◆ **Collected data entries**:
· · · · ·
//! Axum HTTP server, routing, and middleware.
//!
//! # Responsibilities
//! - Define the Axum router with all routes and shared middleware.
//! - Inject shared application state (`AppState`) into handlers.
//! - Map encryptor and store errors onto HTTP responses.

pub mod handlers;
pub mod middleware;
pub mod router;
pub mod state;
· · · · ·
Give the number of lines in the records where the word "middleware" shows up. Nothing else belongs in the reply.

◆ **SOLUTION BELOW**: 3